FL - Cedar Key’s living shorelines show study success after hurricane impact
In the days after Hurricane Idalia made landfall, a brief camera sweep of the Cedar Key landscape gave a glimpse of hope for two viewers of The Weather Channel’s Jim Cantore, watching from their inland evacuation spots.
A stretch of beach, blanketed by green plants, came into view behind the meteorologist.
“It’s still there!”
Mark Clark, a University of Florida associate professor in the soil, water, and ecosystem sciences department, said he and colleague Savanna Barry, a UF/IFAS Extension regional specialized Florida Sea Grant agent, began texting back and forth after the sighting of one of their project sites.
Barry and Clark lead several outreach efforts from the UF/IFAS Nature Coast Biological Station (NCBS) in downtown Cedar Key, the same fortress that sheltered Cantore’s team during Idalia. One of their larger collaborations is a trio of “living shorelines” projects, a natural coastal resilience strategy first implemented in the small coastal community in 2017.
“This was the first big test for these living shorelines,” Clark said, explaining that 2016’s Hurricane Hermine was a driving force behind jumpstarting the projects. “We had no guarantees the plants would make it, let alone come out somewhat unscathed.”
As the 2023 hurricane season comes to a close, the living shorelines of Cedar Key should be considered one of the year’s success stories.
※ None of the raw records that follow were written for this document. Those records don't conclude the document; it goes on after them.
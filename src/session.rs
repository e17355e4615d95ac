// znr - zone notes report for the DynECT DNS API
// Copyright (C) 2024 Mathias Uhl <mathiasuhl@gmx.de>
//
// This program is free software: you can redistribute it and/or modify
// it under the terms of the GNU General Public License as published by
// the Free Software Foundation, either version 3 of the License, or
// (at your option) any later version.
//
// This program is distributed in the hope that it will be useful,
// but WITHOUT ANY WARRANTY; without even the implied warranty of
// MERCHANTABILITY or FITNESS FOR A PARTICULAR PURPOSE.  See the
// GNU General Public License for more details.
//
// You should have received a copy of the GNU General Public License
// along with this program.  If not, see <https://www.gnu.org/licenses/>.

//! Authenticated session lifetime.
//!
//! A [`Session`] exists only after a successful login and logs out when it
//! is dropped, so every exit path after login closes the server-side
//! session.

use crate::client::{ApiMessage, DynClient, describe_messages};
use crate::config::Credentials;
use anyhow::Result;
use reqwest::Method;
use serde_json::json;
use thiserror::Error;
use tracing::{debug, info, warn};

pub const SESSION_PATH: &str = "/REST/Session/";

#[derive(Debug, Error)]
pub enum SessionError {
    #[error("incorrect credentials (status `{status}`){}", describe_messages(.messages))]
    Login {
        status: String,
        messages: Vec<ApiMessage>,
    },
    #[error("login succeeded but the response carried no session token")]
    MissingToken,
}

pub struct Session<'a> {
    client: &'a mut DynClient,
    open: bool,
}

impl<'a> Session<'a> {
    pub fn login(client: &'a mut DynClient, credentials: &Credentials) -> Result<Self> {
        let params = json!({
            "customer_name": credentials.customer,
            "user_name": credentials.user,
            "password": credentials.password,
        });

        let response = client.execute(Method::POST, SESSION_PATH, Some(&params))?;
        if !response.is_success() {
            return Err(SessionError::Login {
                status: response.status,
                messages: response.msgs,
            }
            .into());
        }

        let token = response
            .data
            .get("token")
            .and_then(|t| t.as_str())
            .ok_or(SessionError::MissingToken)?;
        client.set_token(Some(token.to_string()));
        info!(customer = %credentials.customer, user = %credentials.user, "logged in");

        Ok(Self { client, open: true })
    }

    pub fn client(&self) -> &DynClient {
        self.client
    }

    /// Ends the session now instead of at drop.
    pub fn logout(mut self) {
        self.close();
    }

    fn close(&mut self) {
        if !self.open {
            return;
        }
        self.open = false;
        if self.client.token().is_none() {
            return;
        }

        match self.client.execute(Method::DELETE, SESSION_PATH, None) {
            Ok(response) if response.is_success() => debug!("logged out"),
            Ok(response) => warn!(
                status = %response.status,
                "logout was not acknowledged{}",
                describe_messages(&response.msgs)
            ),
            Err(err) => warn!("logout failed: {err:#}"),
        }
        self.client.set_token(None);
    }
}

impl Drop for Session<'_> {
    fn drop(&mut self) {
        self.close();
    }
}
In the span of a few hours on Aug. 30, Hurricane Idalia brought a record storm surge to the tiny coastal town, and the water level peaked at 6.89 feet above the typical highest tide level, according to the National Oceanic and Atmospheric Administration.
But the shorelines largely thrived, with Clark and Barry collecting data that proved, among other highlights, that the installations reduced the wave energy coming ashore.
Even where the inundation of floodwaters damaged the natural barriers, new growth has already begun – echoing the resilience of the Cedar Key community these shorelines protect.
So, what is a living shoreline?
The name itself captures the intent of these natural coastal resilience installations: Marsh plants that are adaptable to the tidal highs and lows, sturdy mangroves, upland grasses typically seen on sand dunes across Florida, and even offshore structures that attract oyster colonization.
“The goal of these living shorelines is to stabilize and prevent further erosion,” said Barry, who was behind the Living Shoreline Master Plan for Cedar Key unveiled in 2019. “We do this by restoring some of the natural barriers that we know are adapted to life along the coast. The more natural barriers we can restore, the less reliance we should have on ‘hardened’ shorelines, like seawalls, that also protect infrastructure but at the expense of natural habitats.”
Clark is also quick to note the “self-healing” qualities of a living shoreline: “A seawall can’t repair itself.”
Evidence for this recovery ability can be found in the Airport Road project, where an approximately 20-meter section of the mid-marsh saltmeadow cordgrass and panic grass species had turned brown and had some dieback in the weeks after Idalia. By November, new sprouts had emerged, restarting the process to bolster the shoreline by the next hurricane season.